You have been through possibly one of the most challenging physical experiences of your life, and given birth to your beautiful wee babe. Your days and nights are consumed by this tiny being – feeding, bathing, watching, nursing, sleeping, waking…it’s exhausting. It’s gruelling. You may be going through some grief for your old life, or perhaps you are blossoming in your new role, even with the lack of sleep. You marvel at the changes your body has been through, and hopefully do not feel anxious about returning to your pre-baby form, as you realise you are a completely new woman and feel respect for everything your body has done. However, after some time – it could be a week, it could be six months – you start to feel the call. The call to venture out, to breathe the fresh air, to see something other than the walls of your home. It’s time to move, to get some energy flowing, and best of all – baby can come with you.

Post-natal exercise is important for so many reasons, but of course what you decide to do and how you go about it will completely depend on your individual circumstances. You may have had a birth that went according to plan, and maybe you had a traumatic experience that requires a longer recovery period. Whatever way your child entered the world, you both will benefit from getting a little activity into your lives. Please note: while we are giving some ideas here, you should check with your health professional before you begin.

Exercise, even gentle exercise, is fantastic for both pregnancy and post-natal health – for body and mind, for recovering and resourcing. If you were active during your pregnancy, you will likely find it easier to get back into it once baby arrives. Exercise will improve your mood and sleep, decreasing the risks of depression and anxiety. It will support the return of your bladder control and abdominal strength. If you are concerned about weight gain during pregnancy, of course exercise will help you with that too. Gentle exercise such as walking, swimming and yoga are great ways to get moving again, without putting undue stress on your body.

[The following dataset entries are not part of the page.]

//! Prompt templates
//!
//! A template has at most two roles, `system` and `user`. Each role is
//! either a single string or an ordered mapping of named sub-sections:
//!
//! ```yaml
//! system: "You are a helpful assistant."
//! user:
//!   instructions: "Summarize the text below."
//!   text: "{text}"
//!   feedback_section: "Previous feedback: {feedback}"
//! ```
//!
//! Sections are compiled when the template is loaded; rendering only walks
//! the compiled segments.

use indexmap::IndexSet;
use serde::Serialize;
use serde_yaml::Value;
use std::fmt;

use crate::error::{Error, Result};

pub mod parse;
pub mod render;
pub mod store;

use parse::Segment;

/// A prompt role
#[derive(Debug, Clone, Copy, PartialEq, Eq, Hash, Serialize)]
#[serde(rename_all = "lowercase")]
pub enum Role {
    System,
    User,
}

impl Role {
    pub const ALL: [Role; 2] = [Role::System, Role::User];

    pub fn as_str(&self) -> &'static str {
        match self {
            Role::System => "system",
            Role::User => "user",
        }
    }

    /// Case-sensitive: only the lowercase names are roles
    pub fn from_key(key: &str) -> Option<Self> {
        match key {
            "system" => Some(Role::System),
            "user" => Some(Role::User),
            _ => None,
        }
    }
}

impl fmt::Display for Role {
    fn fmt(&self, f: &mut fmt::Formatter<'_>) -> fmt::Result {
        write!(f, "{}", self.as_str())
    }
}

/// One compiled piece of template text
#[derive(Debug, Clone, PartialEq)]
pub struct Section {
    /// Sub-section name; `None` for a plain string role
    pub name: Option<String>,
    pub source: String,
    pub(crate) segments: Vec<Segment>,
    required: IndexSet<String>,
}

impl Section {
    pub fn compile(name: Option<String>, source: &str) -> Self {
        let (segments, required) = parse::compile(source);
        Self {
            name,
            source: source.to_string(),
            segments,
            required,
        }
    }

    /// Variables this section references
    pub fn required(&self) -> &IndexSet<String> {
        &self.required
    }
}

/// A role's template
#[derive(Debug, Clone, PartialEq)]
pub enum RoleTemplate {
    Text(Section),
    Sections(Vec<Section>),
}

impl RoleTemplate {
    pub fn sections(&self) -> &[Section] {
        match self {
            RoleTemplate::Text(section) => std::slice::from_ref(section),
            RoleTemplate::Sections(sections) => sections,
        }
    }
}

/// A compiled prompt template
#[derive(Debug, Clone, Default, PartialEq)]
pub struct PromptTemplate {
    pub system: Option<RoleTemplate>,
    pub user: Option<RoleTemplate>,
}

impl PromptTemplate {
    /// Compile from YAML text
    pub fn from_str(source_id: &str, content: &str) -> Result<Self> {
        let value: Value = serde_yaml::from_str(content).map_err(|e| Error::configuration(source_id, e.to_string()))?;
        Self::from_value(source_id, &value)
    }

    /// Compile a `{system, user}` mapping. Any other key is a configuration error.
    pub fn from_value(source_id: &str, value: &Value) -> Result<Self> {
        let mapping = value
            .as_mapping()
            .ok_or_else(|| Error::configuration(source_id, "prompts must be a mapping of roles"))?;

        let mut template = PromptTemplate::default();
        for (key, role_value) in mapping {
            let key = key
                .as_str()
                .ok_or_else(|| Error::configuration(source_id, format!("role keys must be strings, found {:?}", key)))?;
            let role = Role::from_key(key).ok_or_else(|| {
                Error::configuration(
                    source_id,
                    format!("unknown prompt role '{}' (allowed: system, user)", key),
                )
            })?;
            let compiled = compile_role(source_id, role, role_value)?;
            match role {
                Role::System => template.system = Some(compiled),
                Role::User => template.user = Some(compiled),
            }
        }

        Ok(template)
    }

    pub fn role(&self, role: Role) -> Option<&RoleTemplate> {
        match role {
            Role::System => self.system.as_ref(),
            Role::User => self.user.as_ref(),
        }
    }

    /// Every variable referenced anywhere in the template
    pub fn variables(&self) -> IndexSet<String> {
        Role::ALL
            .iter()
            .filter_map(|role| self.role(*role))
            .flat_map(|rt| rt.sections().iter())
            .flat_map(|section| section.required().iter().cloned())
            .collect()
    }
}

fn compile_role(source_id: &str, role: Role, value: &Value) -> Result<RoleTemplate> {
    match value {
        Value::String(text) => Ok(RoleTemplate::Text(Section::compile(None, text))),
        Value::Mapping(sections) => {
            let mut compiled = Vec::with_capacity(sections.len());
            for (name, text) in sections {
                let name = name.as_str().ok_or_else(|| {
                    Error::configuration(source_id, format!("{} sub-section names must be strings", role))
                })?;
                let text = text.as_str().ok_or_else(|| {
                    Error::configuration(source_id, format!("{}.{} must be a string", role, name))
                })?;
                compiled.push(Section::compile(Some(name.to_string()), text));
            }
            Ok(RoleTemplate::Sections(compiled))
        }
        _ => Err(Error::configuration(
            source_id,
            format!("{} must be a string or a mapping of sub-sections", role),
        )),
    }
}
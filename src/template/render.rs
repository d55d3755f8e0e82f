//! Template rendering
//!
//! For sub-section roles, a section is kept only when every variable it
//! references is present and non-empty in the context. Kept sections are
//! joined with one blank line. A plain string role is always rendered;
//! placeholders with no value in the context are left as written.

use serde::Serialize;

use super::parse::Segment;
use super::{PromptTemplate, Role, RoleTemplate, Section};
use crate::context::{RenderContext, value_text};

/// The rendered text for each role
#[derive(Debug, Clone, Default, PartialEq, Eq, Serialize)]
pub struct RenderedPrompt {
    pub system: String,
    pub user: String,
}

impl RenderedPrompt {
    pub fn role(&self, role: Role) -> &str {
        match role {
            Role::System => &self.system,
            Role::User => &self.user,
        }
    }
}

/// Render both roles of `template` against `context`
pub fn render(template: &PromptTemplate, context: &RenderContext) -> RenderedPrompt {
    RenderedPrompt {
        system: template
            .system
            .as_ref()
            .map(|rt| render_role(rt, context))
            .unwrap_or_default(),
        user: template
            .user
            .as_ref()
            .map(|rt| render_role(rt, context))
            .unwrap_or_default(),
    }
}

fn render_role(role: &RoleTemplate, context: &RenderContext) -> String {
    match role {
        RoleTemplate::Text(section) => substitute(section, context),
        RoleTemplate::Sections(sections) => {
            let kept: Vec<String> = sections
                .iter()
                .filter(|section| {
                    let keep = is_satisfied(section, context);
                    if !keep {
                        log::debug!(
                            "Omitting sub-section '{}': missing or empty variables",
                            section.name.as_deref().unwrap_or_default()
                        );
                    }
                    keep
                })
                .map(|section| substitute(section, context))
                .filter(|text| !text.is_empty())
                .collect();
            kept.join("\n\n")
        }
    }
}

/// Every required variable present with a non-empty value
pub fn is_satisfied(section: &Section, context: &RenderContext) -> bool {
    section.required().iter().all(|name| context.has_value(name))
}

fn substitute(section: &Section, context: &RenderContext) -> String {
    let mut out = String::with_capacity(section.source.len());
    for segment in &section.segments {
        match segment {
            Segment::Literal(text) => out.push_str(text),
            Segment::Escaped(inner) => {
                out.push('{');
                out.push_str(inner);
                out.push('}');
            }
            Segment::Var(name) => match context.get(name) {
                Some(value) => out.push_str(&value_text(value)),
                None => {
                    out.push('{');
                    out.push_str(name);
                    out.push('}');
                }
            },
        }
    }
    out.trim_end_matches(['\n', '\r']).to_string()
}
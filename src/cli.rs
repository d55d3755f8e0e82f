use clap::{Parser, Subcommand, ValueEnum};
use std::io::IsTerminal;
use std::path::PathBuf;

/// Output format for commands
#[derive(Debug, Clone, Copy, PartialEq, Eq, ValueEnum)]
pub enum OutputFormat {
    /// Human-readable text
    Text,
    /// JSON format
    Json,
    /// YAML format
    Yaml,
}

impl OutputFormat {
    /// Resolve the effective output format.
    /// If user specified a format, use it.
    /// Otherwise: TTY → Text, non-TTY (pipe) → Json
    pub fn resolve(user_choice: Option<OutputFormat>) -> OutputFormat {
        match user_choice {
            Some(fmt) => fmt,
            None => {
                if std::io::stdout().is_terminal() {
                    OutputFormat::Text
                } else {
                    OutputFormat::Json
                }
            }
        }
    }
}

#[derive(Parser)]
#[command(
    name = "agentkit",
    about = "Resolve agent configuration and render prompts",
    version,
    after_help = "Logs are written to: ~/.local/share/agentkit/logs/agentkit.log"
)]
pub struct Cli {
    /// Path to config file
    #[arg(short, long, global = true, help = "Path to agentkit.yaml config file")]
    pub config: Option<PathBuf>,

    /// Workspace root (overrides the config file)
    #[arg(short, long, global = true)]
    pub root: Option<PathBuf>,

    #[command(subcommand)]
    pub command: Commands,
}

#[derive(Subcommand)]
pub enum Commands {
    /// Inspect, render and run agents
    Agent {
        #[command(subcommand)]
        action: AgentAction,
    },

    /// Inspect the model library
    Model {
        #[command(subcommand)]
        action: ModelAction,
    },

    /// Inspect personas
    Persona {
        #[command(subcommand)]
        action: PersonaAction,
    },

    /// Show configuration
    Config {
        #[command(subcommand)]
        action: ConfigAction,
    },

    /// Generate shell completions
    Completions {
        /// Shell to generate completions for
        shell: clap_complete::Shell,
    },
}

#[derive(Subcommand)]
pub enum AgentAction {
    /// List agents found under prompts/
    List {
        /// Output format (default: text for TTY, json for pipes)
        #[arg(long, short = 'o', value_enum)]
        format: Option<OutputFormat>,
    },

    /// Render an agent's prompt
    Render {
        /// Agent name
        name: String,

        /// Runtime variable (repeatable)
        #[arg(long = "var", value_name = "KEY=VALUE")]
        vars: Vec<String>,

        /// Output format (default: text for TTY, json for pipes)
        #[arg(long, short = 'o', value_enum)]
        format: Option<OutputFormat>,
    },

    /// Run an agent; without debug mode the user prompt is echoed back
    Run {
        /// Agent name
        name: String,

        /// Runtime variable (repeatable)
        #[arg(long = "var", value_name = "KEY=VALUE")]
        vars: Vec<String>,

        /// Output format (default: text for TTY, json for pipes)
        #[arg(long, short = 'o', value_enum)]
        format: Option<OutputFormat>,
    },
}

#[derive(Subcommand)]
pub enum ModelAction {
    /// List models in the library
    List {
        /// Output format (default: text for TTY, json for pipes)
        #[arg(long, short = 'o', value_enum)]
        format: Option<OutputFormat>,
    },

    /// Show the effective model for an agent
    Resolve {
        /// Agent name
        name: String,

        /// Output format (default: text for TTY, json for pipes)
        #[arg(long, short = 'o', value_enum)]
        format: Option<OutputFormat>,
    },
}

#[derive(Subcommand)]
pub enum PersonaAction {
    /// List personas
    List,

    /// Show a persona's fields
    Show {
        /// Persona name
        name: String,

        /// Output format (default: text for TTY, json for pipes)
        #[arg(long, short = 'o', value_enum)]
        format: Option<OutputFormat>,
    },
}

#[derive(Subcommand)]
pub enum ConfigAction {
    /// Show CLI configuration and workspace settings
    Show {
        /// Output format (default: text for TTY, json for pipes)
        #[arg(long, short = 'o', value_enum)]
        format: Option<OutputFormat>,
    },

    /// Get a workspace setting by dotted path (e.g. system.persona.name)
    Get {
        /// Dotted key
        key: String,
    },
}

Walking is one of the best and easiest ways to start getting active again. It’s free and easily accessible, you really only need some decent shoes and a sling or carrier. Baby will be held close and comfortable, leaving you to wander as far as you choose to. Start slow and short and build it up slowly as you regain your strength and stamina. You could invite a friend to join you, which will bring even greater benefits as you foster a little social connection you may otherwise not have had much of lately. Make sure to engage your pelvic floor and abdominal muscles when carrying your baby. After a few months of gradually increasing your activity, you could even get away somewhere beautiful for some more adventurous hiking, if you’ve got the right carrier – resourcing yourself even more with the benefits of being in nature.